Brain fart? Not so much. Liar? No. Forgetful? Maybe. So busy and taking on more than she can handle. Ding! Ding! Ding! Ding! Ding! We HAAAAVVE a winNER!!! I know, I know, I know. Last week I said I would have a new blog entry every Monday and it would appear Tuesday morning. Here we are the first Tuesday and you wake up to...nothing.
All I can say is best laid plans. The upside is it did get me on here today when I realized I messed up. In the past I would have put it off further, until I could "find the time". There's an interesting phrase; "find the time". Is it really lost? Where are we supposed to look for it? Did we put it somewhere & forget where we left it? That one works for me and most MSers, but I don't know.
My big New Years resolution was to take more time for myself and it would be "The Year of Tammy!". That worked a little at the beginning. I am still trying to get back to that goal. There have been some interesting wrinkles that have thrown it off course too. I just forgot that when we plan life always has a way of throwing you in another direction.
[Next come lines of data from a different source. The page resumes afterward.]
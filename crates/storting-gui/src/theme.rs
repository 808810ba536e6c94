//! Colors for the agreement scales and fixed page elements

use eframe::egui::Color32;
use storting_core::{AgreementBucket, BarBucket, PartyColor};

pub const DIAGONAL_FILL: Color32 = Color32::from_rgb(0x1E, 0x29, 0x3B);
pub const DIAGONAL_TEXT: Color32 = Color32::from_rgb(0x64, 0x74, 0x8B);
pub const MUTED_TEXT: Color32 = Color32::from_rgb(0x94, 0xA3, 0xB8);
pub const RANK_TEXT: Color32 = Color32::from_rgb(0x47, 0x55, 0x69);
pub const CARD_FILL: Color32 = Color32::from_rgb(0x1E, 0x29, 0x3B);

pub const MOST_ALIGNED_ACCENT: Color32 = Color32::from_rgb(0x34, 0xD3, 0x99);
pub const LEAST_ALIGNED_ACCENT: Color32 = Color32::from_rgb(0xF8, 0x71, 0x71);

pub const WINNING_SIDE_TEXT: Color32 = Color32::from_rgb(0x34, 0xD3, 0x99);
pub const VOTED_FOR_TEXT: Color32 = Color32::from_rgb(0x60, 0xA5, 0xFA);

pub fn party_color(color: PartyColor) -> Color32 {
    Color32::from_rgb(color.r, color.g, color.b)
}

/// Matrix cell background
pub fn matrix_fill(bucket: AgreementBucket) -> Color32 {
    match bucket {
        AgreementBucket::VeryHigh => Color32::from_rgba_unmultiplied(16, 185, 129, 230),
        AgreementBucket::High => Color32::from_rgba_unmultiplied(52, 211, 153, 204),
        AgreementBucket::Medium => Color32::from_rgba_unmultiplied(251, 191, 36, 179),
        AgreementBucket::Low => Color32::from_rgba_unmultiplied(251, 146, 60, 179),
        AgreementBucket::VeryLow => Color32::from_rgba_unmultiplied(248, 113, 113, 204),
    }
}

/// Fill of the bar in the party detail panel
pub fn bar_fill(bucket: BarBucket) -> Color32 {
    match bucket {
        BarBucket::Strong => Color32::from_rgb(0x10, 0xB9, 0x81),
        BarBucket::Moderate => Color32::from_rgb(0xF5, 0x9E, 0x0B),
        BarBucket::Weak => Color32::from_rgb(0xEF, 0x44, 0x44),
    }
}

/// Percent text next to the bar
pub fn bar_text(bucket: BarBucket) -> Color32 {
    match bucket {
        BarBucket::Strong => Color32::from_rgb(0x34, 0xD3, 0x99),
        BarBucket::Moderate => Color32::from_rgb(0xFB, 0xBF, 0x24),
        BarBucket::Weak => Color32::from_rgb(0xF8, 0x71, 0x71),
    }
}
//! Party explorer - pick a party, see who it votes with

use eframe::egui;
use storting_core::{party_detail, percent_label, Dataset, PartyDetail, PartyId, Selection};

use crate::panels::components::PartyBadge;
use crate::theme;

/// Response from the party explorer
#[derive(Default)]
pub struct PartyPanelResponse {
    /// Party button that was clicked this frame
    pub clicked: Option<PartyId>,
}

pub struct PartyPanel<'a> {
    dataset: &'a Dataset,
    selection: &'a Selection,
}

impl<'a> PartyPanel<'a> {
    pub fn new(dataset: &'a Dataset, selection: &'a Selection) -> Self {
        Self { dataset, selection }
    }

    pub fn show(self, ui: &mut egui::Ui) -> PartyPanelResponse {
        let mut response = PartyPanelResponse::default();

        ui.heading("Utforsk et parti");
        ui.label(
            egui::RichText::new("Velg et parti for å se hvem de samarbeider med")
                .color(theme::MUTED_TEXT),
        );
        ui.add_space(16.0);

        ui.horizontal_wrapped(|ui| {
            for party in self.dataset.parties() {
                let mut button = egui::Button::new(
                    egui::RichText::new(&party.name)
                        .color(egui::Color32::WHITE)
                        .strong(),
                )
                .fill(theme::party_color(party.color))
                .min_size(egui::vec2(0.0, 36.0));

                if self.selection.is_selected(&party.id) {
                    button = button.stroke(egui::Stroke::new(2.0, egui::Color32::WHITE));
                }

                if ui.add(button).clicked() {
                    response.clicked = Some(party.id.clone());
                }
            }
        });

        ui.add_space(16.0);

        let Some(ref id) = self.selection.selected_party else {
            egui::Frame::group(ui.style()).show(ui, |ui| {
                ui.set_width(ui.available_width());
                ui.vertical_centered(|ui| {
                    ui.add_space(24.0);
                    ui.label(egui::RichText::new("👆").size(32.0));
                    ui.label(
                        egui::RichText::new("Klikk på et parti over for å se detaljer")
                            .color(theme::MUTED_TEXT),
                    );
                    ui.add_space(24.0);
                });
            });
            return response;
        };

        match party_detail(self.dataset, id) {
            Ok(detail) => {
                egui::ScrollArea::vertical()
                    .auto_shrink([false, false])
                    .show(ui, |ui| render_detail(ui, &detail));
            }
            Err(e) => {
                // Buttons only offer parties from the dataset
                tracing::error!("Selected party is not in the dataset: {}", e);
                if cfg!(debug_assertions) {
                    panic!("selected party is not in the dataset: {e}");
                }
            }
        }

        response
    }
}

fn render_detail(ui: &mut egui::Ui, detail: &PartyDetail<'_>) {
    egui::Frame::group(ui.style()).show(ui, |ui| {
        ui.set_width(ui.available_width());

        ui.horizontal(|ui| {
            ui.add(PartyBadge::new(detail.party).size(64.0));
            ui.vertical(|ui| {
                ui.label(egui::RichText::new(&detail.party.name).heading().strong());
                ui.label(
                    egui::RichText::new("Enighet med andre partier, sortert fra høyest til lavest")
                        .color(theme::MUTED_TEXT),
                );
            });
        });

        ui.separator();
        ui.add_space(8.0);

        for row in &detail.neighbors {
            ui.horizontal(|ui| {
                ui.add(PartyBadge::new(row.party).size(44.0));
                ui.vertical(|ui| {
                    ui.horizontal(|ui| {
                        ui.label(row.party.name.as_str());
                        ui.with_layout(egui::Layout::right_to_left(egui::Align::Center), |ui| {
                            ui.label(
                                egui::RichText::new(percent_label(row.percent))
                                    .size(18.0)
                                    .strong()
                                    .color(theme::bar_text(row.bar)),
                            );
                        });
                    });
                    ui.add(
                        egui::ProgressBar::new(row.percent as f32 / 100.0)
                            .fill(theme::bar_fill(row.bar))
                            .desired_height(12.0),
                    );
                });
            });
            ui.add_space(6.0);
        }

        ui.separator();
        ui.add_space(8.0);

        ui.columns(2, |columns| {
            statistic_card(
                &mut columns[0],
                detail.statistic.winning_side_percent,
                "på vinnersiden",
                theme::WINNING_SIDE_TEXT,
            );
            statistic_card(
                &mut columns[1],
                detail.statistic.voted_for_percent,
                "stemte for",
                theme::VOTED_FOR_TEXT,
            );
        });
    });
}

fn statistic_card(ui: &mut egui::Ui, percent: f64, caption: &str, color: egui::Color32) {
    egui::Frame::none()
        .fill(theme::CARD_FILL)
        .rounding(10.0)
        .inner_margin(egui::Margin::same(14.0))
        .show(ui, |ui| {
            ui.set_width(ui.available_width());
            ui.label(
                egui::RichText::new(percent_label(percent))
                    .size(28.0)
                    .strong()
                    .color(color),
            );
            ui.label(egui::RichText::new(caption).color(theme::MUTED_TEXT));
        });
}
This time I am preparing for my MS Walk on April 28th in Bloomfield Hills, Michigan. This is not unusual, but I issued a challenge to myself and my fellow walkers. This year we need to step up our game and do more to raise money for the NMSS. My kids hosted a returnable can & bottle drive in our neighborhood. Our family is collecting loose change for the months of March & April. I am hosting a Family Game Night Fundraiser on May 18th at our church. This last one is proving to be a lot of work, as I anticipated, but it definitely keeps me busy!
Add to this, me being screened to participate in a MS Research Study/Clinical Trial (I'll give more details once I find out if I am accepted, some loose ends I am attempting to wrap up from last year on a past dispute & putting together a book of my poems with a "twist". It adds up to a whirlwind of chaos. This is before I even add daily things like brush my teeth and eat.
The thing is, I know I need to slow down. Pushing too hard can land me in the hospital or down for the count for a few weeks. I am attempting to pace myself. I still have managed to throw in a few phone dates with friends out of state and some coffee dates around home. I have made more time for the kids and I to play and cuddle. I had a rousing game of Trolls that involved a treehouse and a runaway boat going over a waterfall with my daughter Kristina this past weekend. It was a lot of fun and hearing her laughter and then her brother's when Paul came to investigate the racket I was making, was priceless and a beautiful sound. After an hour of this, I did fall asleep on Kristina's bed. She kindly covered me up & tiptoed away. Paul announced he'd wake me up and punched me in the stomach. Ouch! He means well. Surprisingly, he's usually the one who treats me with "kid gloves". Off day maybe?
I have been reading a book at night, which has been unheard of for me in the last 2 years. I'm reading "The Help" and it's really good. Sometimes, I can read a whole chapter & others one passage. I do like that this book will separate incidents within the chapter by putting several spaces between them. This way I feel like I can accomplish something before the fatigue pulls me under it's spell.
I started "My MS Yoga" again & even had my husband join me twice last week. It was really funny hearing him moan & groan over the positions. I kept having to stop to show him the right way to do it. He used to be such a health nut and was really into muscle training years ago. I was amused at the basics he forgot, like if a stretch hurts, you aren't doing it correctly. The second time, I saw definite improvements. I am trying to show him how his back can improve and have less pain by joining me. We shall see. ;)
I caught up on some of my TV shows and watched a couple of movies. I cleaned out a few drawers and had some chats on Facebook with some old friends & repaired some old wounds with friends close to home. I even have made some new friends along the way. I cleaned some things around the house that were bugging me too.
I actually feel better now. I felt as though I was completely off track with my "Year of Tammy" pledge, but I see now that isn't true. I am having my year of Tammy, but with all of the unexpected twists and turns that life throws are way. I have done many things I wanted to do this year. I may not have my "Schedule" written down to follow yet, or am I committing to it daily, but I am doing more than last year.
For me living with MS, I do need to keep taking my breathers and slow down. Health needs to be my number one priority because when "Mom" goes down, so does everyone else. I will take my moments of coffee with my neighbor or an old friend & yoga with my husband. Schedule a phone date or read a story to my kids. Watch a favorite show or a movie I love. Read a good book, or 2 pages, at bedtime. Put my feet up to take a nap or help someone I love accomplish their goal while we visit. Yes, I may be stretched thin at times, but I am doing more for me and in turn I am helping to show my loved ones I have time for them even more when I take the time for me. That's my Brain Revelation for the week! Now, go do something for yourself and do it guilt-free.